The Trouble With World Government, by Jeffrey Tucker

People have dreamed of world government for centuries. What is the allure? From Jeffrey Tucker at The Epoch Times via zerohedge.com:

Well, at least that’s one setback for world government.

A court in Australia has told the government’s own eSafety Commission that Elon Musk is correct: One country cannot impose censorship on the world. The company X, formerly known as Twitter, must obey national law but not global law.

Mr. Musk seems to have won a very similar fight in Brazil, where a judge demanded not just a national but global takedown. X refused and won. For now.

This really does raise a serious issue: How big of a threat are these global government institutions?
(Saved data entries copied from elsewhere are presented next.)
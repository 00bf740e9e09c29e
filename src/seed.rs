//! Seed Data
//!
//! Fixed starter item set used when no snapshot exists (or it fails to
//! parse). Dates are for the 2026 trip.

use chrono::NaiveDate;
use uuid::Uuid;

use crate::models::{Category, Item};

fn seed(
    title: &str,
    category: Category,
    desc: &str,
    date: Option<&str>,
    time: Option<&str>,
    progress: u8,
) -> Item {
    Item {
        id: Uuid::new_v4(),
        title: title.to_string(),
        description: (!desc.is_empty()).then(|| desc.to_string()),
        category,
        date: date.and_then(|d| format!("2026-{d}").parse::<NaiveDate>().ok()),
        time: time.map(str::to_string),
        is_completed: progress == 100,
        progress: Some(progress),
        location: None,
        suggested_duration: None,
        timer_started_at: None,
    }
}

/// The starter checklist.
pub fn initial_items() -> Vec<Item> {
    use Category::*;
    vec![
        // Critical
        seed("印製認親卡/名片", Critical, "務必於 4/5 前完成設計與送印，以免開天窗。", Some("04-04"), None, 0),
        seed("季雪專場", Critical, "16:00 - 22:00。需提前確認交通與門票。", Some("04-05"), Some("16:00"), 0),
        seed("獸曜日 (嘉義日招所)", Critical, "需轉乘高鐵 & 區間車，注意轉乘時間。", Some("04-12"), None, 0),
        seed("計畫通行專場", Critical, "16:00 開始。準備好體力與應援物。", Some("04-19"), Some("16:00"), 0),
        seed("CCF", Critical, "全天活動。服裝務必在此之前 100% 完成。", Some("04-26"), Some("09:00"), 0),
        seed("PF Day1", Critical, "全天活動。主要場次。", Some("05-03"), Some("10:00"), 0),
        seed("PF Day2", Critical, "全天活動。收尾與交流。", Some("05-04"), Some("10:00"), 0),
        // Daily
        seed("打音遊", Daily, "維持手感習慣，每日至少一局。", None, None, 0),
        // Costume (progress tracking)
        seed("綠色帽外套", Costume, "尋找版型或現成品修改。", None, None, 25),
        seed("客製化修字白T", Costume, "設計圖稿並送印。", None, None, 0),
        seed("黑色工裝褲", Costume, "需有多口袋設計，確認尺寸。", None, None, 50),
        seed("仿起司片裝飾", Costume, "造型用道具，需耐用。", None, None, 75),
        seed("黑色細全框眼鏡", Costume, "無鏡片，造型用。", None, None, 100),
        // A: half-day-plus trips
        seed("潮月沙茶匠 (桃園)", A, "知名沙茶火鍋，建議預留半天含交通與用餐。", Some("04-14"), None, 0),
        seed("胖老虎桌遊 (板橋)", A, "適合多人同樂，建議下午時段。", None, None, 0),
        seed("高雄市立圖書館 & 咖啡", A, "參觀樓上建築設計，並於館內用餐。", None, None, 0),
        seed("台中麗寶福容 + Outlet", A, "體驗獸無限場景，適合拍照。", None, None, 0),
        // B: short outings
        seed("三創十二樓 & 光華", B, "3C愛好者必逛，有炬集站時可去。", None, None, 0),
        seed("草空間 (北車)", B, "放鬆讀書的好地方，週一至週四擇一日去。", None, None, 0),
        seed("安利美特", B, "第一週順路可去，補給動漫周邊。", None, None, 0),
        // C: relax
        seed("綠境 Aroma (圓山)", C, "品嚐麻婆豆腐，購買紀念明信片。", None, None, 0),
        seed("藏壽司", C, "連鎖壽司，有扭蛋可玩。", None, None, 0),
        seed("公館雪腐冰", C, "第一週必吃！口感綿密的雪花冰。", None, None, 0),
        // D: fillers
        seed("胡椒餅", D, "回家前隨手買一個當點心。", None, None, 0),
        seed("台中逢甲逛街", D, "需等朋友確認時間，隨意逛逛。", None, None, 0),
        // Todo
        seed("整理行李清單", Todo, "出發前一週完成初版。", None, None, 0),
        // Inventory
        seed("延長線 (3-4插座)", Inventory, "住宿必備，確保電子設備充電無虞。", None, None, 0),
        seed("大且堅固的雨傘", Inventory, "北部天氣多變，需耐強風。", None, None, 0),
        seed("DHC 速攻藍莓和鋅", Inventory, "保持體力與視力清晰。", None, None, 0),
        // Food
        seed("萬華市場生魚片", Food, "經典台灣美食，新鮮平價。", None, None, 0),
        seed("涼拌冷筍", Food, "清爽開胃，季節限定。", None, None, 0),
        seed("彰化控肉飯", Food, "經典彰化味，與朋友約時一起吃。", None, None, 0),
        // Meetup
        seed("約史考特吃飯", Meetup, "確認對方有空的日子。", None, None, 0),
        // Uncertain
        seed("烏托邦 獸人派對", Uncertain, "注意官方公告與場次預告。", None, None, 0),
    ]
}

#[cfg(test)]
mod tests {
    use super::*;
    use crate::models::{FUNCTION_BASED_CATS, TIME_BASED_CATS};

    #[test]
    fn test_seed_covers_every_category() {
        let items = initial_items();
        for cat in TIME_BASED_CATS.iter().chain(FUNCTION_BASED_CATS) {
            assert!(
                items.iter().any(|i| i.category == *cat),
                "missing seed for {:?}",
                cat
            );
        }
    }

    #[test]
    fn test_seed_progress_matches_completion() {
        for item in initial_items() {
            if item.progress == Some(100) {
                assert!(item.is_completed, "{} should be completed", item.title);
            }
        }
    }

    #[test]
    fn test_seed_dates_parse() {
        let items = initial_items();
        let dated = items.iter().filter(|i| i.date.is_some()).count();
        assert!(dated >= 7);
    }
}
Dreamy, dopey, and often scary intellectuals have dreamed of global government for centuries. If you are rich enough and smart enough, the idea seems to be the perennial temptation. The list of advocates includes people who otherwise have made notable contributions: Albert Einstein, Isaac Asimov, Walter Cronkite, Buckminster Fuller, and many others.

Often the dream comes alive following huge upheavals such as war and depression. Or a pandemic period such as the one we’ve just gone through. The use of “disinformation” as a cross-border test case of global government power is designed to deploy a new strategy of governance in general, one that disregards national control in favor of global control.